Arrhythmias in congenital heart disease: general considerations
Arrhythmia substrates in congenital heart disease
In general, arrhythmias in patients with CHD may be due to abnormal anatomy or congenitally displaced or malformed sinus nodes or AV conduction systems, abnormal haemodynamics, primary myocardial disease, hypoxic tissue injury, residual or post-operative sequelae, and genetic influences.2,3 An overview is provided in Figure 1.
Congenital substrates for arrhythmias in congenital heart defects
Sinus node
Abnormal position of the sinus node may be found not only in rare forms of malformed hearts with juxtaposition of the left atrial appendages but may also be present in patients with sinus venosus defects of superior vena cava (SVC) type. In hearts with left atrial isomerism, sinus node tissue may be completely absent or may be found as remnants in the inferior atrial wall near the AV junction, whereas in right isomerism two sinus nodes may be present.4 An abnormal dysfunctional sinus node can be found in usual position in patients with absence of the right superior caval vein.5
Atrioventricular block
Atrioventricular block in patients with congenitally malformed hearts is most often observed in patients with congenitally corrected transposition of the great arteries (CC-TGA) and in individuals with isomeric arrangement of the atrial appendages, i.e. left isomerism, due to displacement of the specialized conduction system with abnormal development of the central fibrous body.6 The life-long risk of complete AV block in patients with CC-TGA is approximately 2% per year and may reach 50% at 50 years of age.7
Twin atrioventricular nodes
Two distinct AV nodes (‘twin AV nodes’, Mönckeberg sling) may be present in congenital heart defects with AV discordance ([S, L, L] or [I, D, D]) with a malaligned complete AV canal defect and in right and left atrial isomerism giving rise to paroxysmal supraventricular tachycardia (SVT).8
Accessory atrioventricular connections
Accessory AV connections may be present in a variety of patients with CHD with Ebstein’s anomaly of the tricuspid valve being the entity with the highest prevalence. Multiple accessory pathways are often found including special variants with solely anterograde decremental conduction as Mahaim type pathways. Additional types of congenital heart defects with increased prevalence of accessory pathways include heterotaxy syndromes, CC-TGA, AV septal defects, and univentricular hearts.4
Atrioventricular nodal reentrant tachycardia
Atrioventricular nodal reentrant tachycardia (AVNRT) may develop in patients with various types of congenital heart defects at any age. Depending on individual anatomy, localization of the specialized conduction system may be less predictable, particularly in patients with single ventricle (Single V) physiology.9
Post-operative substrates for arrhythmias in congenital heart defects
Sinus node dysfunction and atrioventricular block
Direct injury to the sinus node may occur by surgical incisions or suturing in the high right atrium. Atrial switch procedures for patients with d-transposition of the great arteries, Fontan procedures for patients with Single V physiology and rerouting of partial anomalous pulmonary venous return are the most frequent surgical interventions resulting in chronotropic incompetence. More than 50% of survivors from the Mustard operation, for instance, have lost reliable sinus rhythm by adulthood.10 Sinus node dysfunction is often associated with limited exercise capacity and aggravation of AV valve regurgitation which in turn may contribute to development of macroreentrant atrial tachycardia (MRAT).4,10 The conduction system is particularly susceptible to injury during surgical and catheter procedures in patients with ASDs and CC-TGA.10 In addition, perimembranous ventricular septal defect is associated with increased risk for AV block related to percutaneous closure at younger age.
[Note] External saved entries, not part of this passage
//! Client for the official exchange-rate feed used to enrich rate updates.

use async_trait::async_trait;
use rust_decimal::Decimal;
use serde::Deserialize;
use sighub_core::{FeedError, FxFeed};
use std::time::Duration;

pub const DEFAULT_RATES_URL: &str = "https://www.nbrb.by/api/exrates/rates?periodicity=0";

/// Settings for [`OfficialRateFeed`].
#[derive(Debug, Clone)]
pub struct OfficialRateConfig {
    pub url: String,
    /// `Cur_ID` of the entry to extract.
    pub currency_id: i64,
    /// Pair name the rate is published under.
    pub symbol: String,
    pub timeout: Duration,
}

impl Default for OfficialRateConfig {
    fn default() -> Self {
        Self {
            url: DEFAULT_RATES_URL.to_string(),
            currency_id: 145,
            symbol: "USDBYN".to_string(),
            timeout: Duration::from_secs(10),
        }
    }
}

#[derive(Debug, Deserialize)]
struct OfficialRate {
    #[serde(rename = "Cur_ID")]
    currency_id: i64,
    #[serde(rename = "Cur_OfficialRate", default)]
    official_rate: Option<Decimal>,
}

/// Fetches one official rate from a national-bank style JSON endpoint.
pub struct OfficialRateFeed {
    client: reqwest::Client,
    config: OfficialRateConfig,
}

impl OfficialRateFeed {
    pub fn new(config: OfficialRateConfig) -> Result<Self, FeedError> {
        let client = reqwest::Client::builder()
            .timeout(config.timeout)
            .build()
            .map_err(|e| FeedError::Http(e.to_string()))?;
        Ok(Self { client, config })
    }
}

#[async_trait]
impl FxFeed for OfficialRateFeed {
    fn symbol(&self) -> &str {
        &self.config.symbol
    }

    async fn fetch_rate(&self) -> Result<Decimal, FeedError> {
        let response = self
            .client
            .get(&self.config.url)
            .send()
            .await
            .map_err(map_reqwest)?;

        let status = response.status();
        if !status.is_success() {
            return Err(FeedError::Status(status.as_u16()));
        }

        let body = response.text().await.map_err(map_reqwest)?;
        extract_rate(&body, self.config.currency_id)
    }
}

fn map_reqwest(e: reqwest::Error) -> FeedError {
    if e.is_timeout() {
        FeedError::Timeout
    } else {
        FeedError::Http(e.to_string())
    }
}

/// Pick the official rate of `currency_id` out of the feed body.
///
/// A missing entry yields zero, matching the "no rate" convention.
pub fn extract_rate(body: &str, currency_id: i64) -> Result<Decimal, FeedError> {
    let rates: Vec<OfficialRate> =
        serde_json::from_str(body).map_err(|e| FeedError::Parse(e.to_string()))?;
    Ok(rates
        .into_iter()
        .find(|r| r.currency_id == currency_id)
        .and_then(|r| r.official_rate)
        .unwrap_or(Decimal::ZERO))
}

#[cfg(test)]
mod tests {
    use super::*;
    use rust_decimal_macros::dec;

    const BODY: &str = r#"[
        {"Cur_ID":431,"Date":"2024-05-02T00:00:00","Cur_Abbreviation":"USD","Cur_OfficialRate":3.2727},
        {"Cur_ID":145,"Date":"2024-05-02T00:00:00","Cur_Abbreviation":"USD","Cur_OfficialRate":3.2688},
        {"Cur_ID":292,"Cur_Abbreviation":"EUR"}
    ]"#;

    #[test]
    fn test_extract_rate_picks_configured_currency() {
        assert_eq!(extract_rate(BODY, 145).unwrap(), dec!(3.2688));
    }

    #[test]
    fn test_extract_rate_missing_entry_is_zero() {
        assert_eq!(extract_rate(BODY, 999).unwrap(), Decimal::ZERO);
        assert_eq!(extract_rate(BODY, 292).unwrap(), Decimal::ZERO);
    }

    #[test]
    fn test_extract_rate_rejects_garbage() {
        assert!(matches!(extract_rate("<html>", 145), Err(FeedError::Parse(_))));
    }
}
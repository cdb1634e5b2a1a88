// Copyright (c) 2026 rezky_nightky

use std::io::{stdout, Result, Stdout, Write};
use std::time::Duration;

use crossterm::{
    cursor, event,
    style::{Attribute, Color, Print, ResetColor, SetAttribute, SetBackgroundColor, SetForegroundColor},
    terminal, ExecutableCommand, QueueableCommand,
};

use super::frame::Frame;

/// Raw-mode alternate screen with mouse capture. Restored on drop.
pub struct Terminal {
    stdout: Stdout,
    run_buf: String,
    rows: Vec<Vec<usize>>,
}

fn leave(out: &mut Stdout) {
    let _ = out.execute(event::DisableMouseCapture);
    let _ = out.execute(SetAttribute(Attribute::Reset));
    let _ = out.execute(ResetColor);
    let _ = out.execute(cursor::Show);
    let _ = out.execute(terminal::EnableLineWrap);
    let _ = out.execute(terminal::LeaveAlternateScreen);
    let _ = terminal::disable_raw_mode();
    let _ = out.flush();
}

impl Terminal {
    pub fn new(mouse: bool) -> Result<Self> {
        let mut out = stdout();
        terminal::enable_raw_mode()?;
        let init: Result<()> = (|| {
            out.execute(terminal::EnterAlternateScreen)?;
            out.execute(cursor::Hide)?;
            let _ = out.execute(terminal::DisableLineWrap);
            if mouse {
                out.execute(event::EnableMouseCapture)?;
            }
            out.execute(SetAttribute(Attribute::Reset))?;
            out.execute(ResetColor)?;
            out.execute(terminal::Clear(terminal::ClearType::All))?;
            out.flush()?;
            Ok(())
        })();
        if let Err(e) = init {
            leave(&mut out);
            return Err(e);
        }
        Ok(Self {
            stdout: out,
            run_buf: String::with_capacity(64),
            rows: Vec::new(),
        })
    }

    pub fn size(&self) -> Result<(u16, u16)> {
        terminal::size()
    }

    pub fn poll_event(timeout: Duration) -> Result<bool> {
        event::poll(timeout)
    }

    pub fn read_event() -> Result<event::Event> {
        event::read()
    }

    pub fn draw(&mut self, frame: &mut Frame) -> Result<()> {
        let width = frame.width as usize;
        if width == 0 || frame.height == 0 {
            frame.clear_dirty();
            return Ok(());
        }

        let full = frame.is_dirty_all() || frame.dirty_indices().len() >= frame.len() / 3;

        if self.rows.len() != frame.height as usize {
            self.rows = vec![Vec::new(); frame.height as usize];
        }
        for r in &mut self.rows {
            r.clear();
        }
        if full {
            for (y, r) in self.rows.iter_mut().enumerate() {
                r.extend(y * width..(y + 1) * width);
            }
        } else {
            for &idx in frame.dirty_indices() {
                if let Some(r) = self.rows.get_mut(idx / width) {
                    r.push(idx);
                }
            }
        }

        let mut cur_fg: Option<Color> = None;
        let mut cur_bg: Option<Color> = None;

        for (y, row) in self.rows.iter_mut().enumerate() {
            if row.is_empty() {
                continue;
            }
            row.sort_unstable();

            let mut i = 0;
            while i < row.len() {
                let start = row[i];
                let head = frame.cell_at_index(start);
                self.run_buf.clear();
                self.run_buf.push(head.ch);

                let mut end = start;
                let mut j = i + 1;
                while j < row.len() && row[j] == end + 1 {
                    let next = frame.cell_at_index(row[j]);
                    if next.fg != head.fg || next.bg != head.bg {
                        break;
                    }
                    self.run_buf.push(next.ch);
                    end = row[j];
                    j += 1;
                }

                self.stdout
                    .queue(cursor::MoveTo((start % width) as u16, y as u16))?;
                if cur_fg != Some(head.fg) {
                    self.stdout.queue(SetForegroundColor(head.fg))?;
                    cur_fg = Some(head.fg);
                }
                if cur_bg != Some(head.bg) {
                    self.stdout.queue(SetBackgroundColor(head.bg))?;
                    cur_bg = Some(head.bg);
                }
                self.stdout.queue(Print(self.run_buf.as_str()))?;
                i = j;
            }
        }

        self.stdout.queue(ResetColor)?;
        self.stdout.flush()?;
        frame.clear_dirty();
        Ok(())
    }
}

impl Drop for Terminal {
    fn drop(&mut self) {
        leave(&mut self.stdout);
    }
}

/// Used from the panic hook and signal handlers, where no `Terminal` is
/// reachable.
pub fn restore_terminal_best_effort() {
    leave(&mut stdout());
}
Macroreentrant atrial tachycardias
Macroreentrant atrial tachycardia include incisional intraatrial tachycardias and atrial flutter (AF). Atrial tachycardias (AT) are frequently encountered after surgical repair of a wide variety of congenital heart defects. Incisional atrial arrhythmias may occur even 10 to 15 years post-surgery. Anatomical substrates of reentrant ATs are areas with pre-existing intraatrial conduction abnormalities as well as suture lines, scar tissue, and/or prosthetic material. A stable reentrant circuit may occur around these structures of electrical isolation and anatomic obstacles, such as the orifices of the great veins and the AV annuli, often utilizing a protected zone of atrial tissue with or without slow conduction. Over 60% of these atrial reentrant circuits involve the cavo-tricuspid isthmus (CTI). Scar-related reentrant AT and AF are the most common types of SVT in adult CHD patients. Typical congenital heart defects include atrial septal defects (ASD), tetralogy of Fallot (TOF), Ebstein anomaly of the tricuspid valve, Single V physiology after Fontan procedure, and d-transposition of the great arteries after atrial switch operation1,11 (Figure 2).